## [Task item]
As soon as the line containing "impl From<std::io::Error> for" appears in the material below, start returning lines exactly, and end with the line containing "impl From<serde_json::Error> for".

======== Data records ========

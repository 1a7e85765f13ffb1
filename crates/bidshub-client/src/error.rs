// SPDX-License-Identifier: Apache-2.0
// Copyright © 2025 Au-Zone Technologies. All Rights Reserved.

/// Comprehensive error type for BIDS Hub client operations.
///
/// Covers every failure mode of the conversion pipeline: filesystem and
/// network I/O, hub API errors, schema mismatches between file tables and
/// features, and corrupt or incomplete BIDS downloads.
#[derive(Debug)]
pub enum Error {
    /// An I/O error occurred during file operations.
    IoError(std::io::Error),
    /// Configuration parsing or loading error.
    ConfigError(config::ConfigError),
    /// JSON serialization or deserialization error.
    JsonError(serde_json::Error),
    /// HTTP request error from the reqwest client.
    HttpError(reqwest::Error),
    /// URL parsing error.
    UrlParseError(url::ParseError),
    /// Polars dataframe operation error.
    PolarsError(polars::error::PolarsError),
    /// NIfTI parsing error from the nifti crate.
    NiftiError(nifti::NiftiError),
    /// XLSX workbook error from calamine (phenotype metadata).
    XlsxError(calamine::XlsxError),
    /// Async task join error.
    JoinError(tokio::task::JoinError),
    /// Hub API returned an error status with a message body.
    HubError(u16, String),
    /// Server returned an invalid or unexpected response.
    InvalidResponse,
    /// Authentication token is empty or not provided.
    EmptyToken,
    /// User is not authorized to perform the requested operation.
    Unauthorized,
    /// BIDS root directory does not exist or is not a directory.
    InvalidBidsRoot(String),
    /// A required dataset file is missing (e.g. participants.tsv).
    MissingRequiredFile(String),
    /// A DWI gradient companion file (.bval/.bvec) is missing.
    MissingGradient(String),
    /// File table does not provide the columns required by the features.
    SchemaMismatch(String),
    /// A BOLD run carries a task entity the dataset is not known to have.
    UnexpectedBoldTask(String),
    /// Invalid parameters provided to an operation.
    InvalidParameters(String),
}

impl From<std::io::Error> for Error {
    fn from(err: std::io::Error) -> Self {
        Error::IoError(err)
    }
}

impl From<config::ConfigError> for Error {
    fn from(err: config::ConfigError) -> Self {
        Error::ConfigError(err)
    }
}

impl From<serde_json::Error> for Error {
    fn from(err: serde_json::Error) -> Self {
        Error::JsonError(err)
    }
}

impl From<reqwest::Error> for Error {
    fn from(err: reqwest::Error) -> Self {
        Error::HttpError(err)
    }
}

impl From<url::ParseError> for Error {
    fn from(err: url::ParseError) -> Self {
        Error::UrlParseError(err)
    }
}

impl From<polars::error::PolarsError> for Error {
    fn from(err: polars::error::PolarsError) -> Self {
        Error::PolarsError(err)
    }
}

impl From<nifti::NiftiError> for Error {
    fn from(err: nifti::NiftiError) -> Self {
        Error::NiftiError(err)
    }
}

impl From<calamine::XlsxError> for Error {
    fn from(err: calamine::XlsxError) -> Self {
        Error::XlsxError(err)
    }
}

impl From<tokio::task::JoinError> for Error {
    fn from(err: tokio::task::JoinError) -> Self {
        Error::JoinError(err)
    }
}

impl std::fmt::Display for Error {
    fn fmt(&self, f: &mut std::fmt::Formatter<'_>) -> std::fmt::Result {
        match self {
            Error::IoError(e) => write!(f, "I/O error: {}", e),
            Error::ConfigError(e) => write!(f, "Configuration error: {}", e),
            Error::JsonError(e) => write!(f, "JSON error: {}", e),
            Error::HttpError(e) => write!(f, "HTTP error: {}", e),
            Error::UrlParseError(e) => write!(f, "URL parse error: {}", e),
            Error::PolarsError(e) => write!(f, "Polars error: {}", e),
            Error::NiftiError(e) => write!(f, "NIfTI error: {}", e),
            Error::XlsxError(e) => write!(f, "XLSX error: {}", e),
            Error::JoinError(e) => write!(f, "Task join error: {}", e),
            Error::HubError(status, msg) => write!(f, "Hub API error {}: {}", status, msg),
            Error::InvalidResponse => write!(f, "Invalid server response"),
            Error::EmptyToken => write!(f, "Authentication token is empty"),
            Error::Unauthorized => write!(f, "Unauthorized access"),
            Error::InvalidBidsRoot(s) => write!(f, "Invalid BIDS root: {}", s),
            Error::MissingRequiredFile(s) => write!(f, "Missing required file: {}", s),
            Error::MissingGradient(s) => write!(f, "Missing gradient file: {}", s),
            Error::SchemaMismatch(s) => write!(f, "Schema mismatch: {}", s),
            Error::UnexpectedBoldTask(s) => write!(f, "Unexpected BOLD task: {}", s),
            Error::InvalidParameters(s) => write!(f, "Invalid parameters: {}", s),
        }
    }
}

impl std::error::Error for Error {
    fn source(&self) -> Option<&(dyn std::error::Error + 'static)> {
        match self {
            Error::IoError(e) => Some(e),
            Error::ConfigError(e) => Some(e),
            Error::JsonError(e) => Some(e),
            Error::HttpError(e) => Some(e),
            Error::UrlParseError(e) => Some(e),
            Error::PolarsError(e) => Some(e),
            Error::NiftiError(e) => Some(e),
            Error::XlsxError(e) => Some(e),
            Error::JoinError(e) => Some(e),
            _ => None,
        }
    }
}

========

## [Finished exercise]
impl From<std::io::Error> for Error {
    fn from(err: std::io::Error) -> Self {
        Error::IoError(err)
    }
}

impl From<config::ConfigError> for Error {
    fn from(err: config::ConfigError) -> Self {
        Error::ConfigError(err)
    }
}

impl From<serde_json::Error> for Error {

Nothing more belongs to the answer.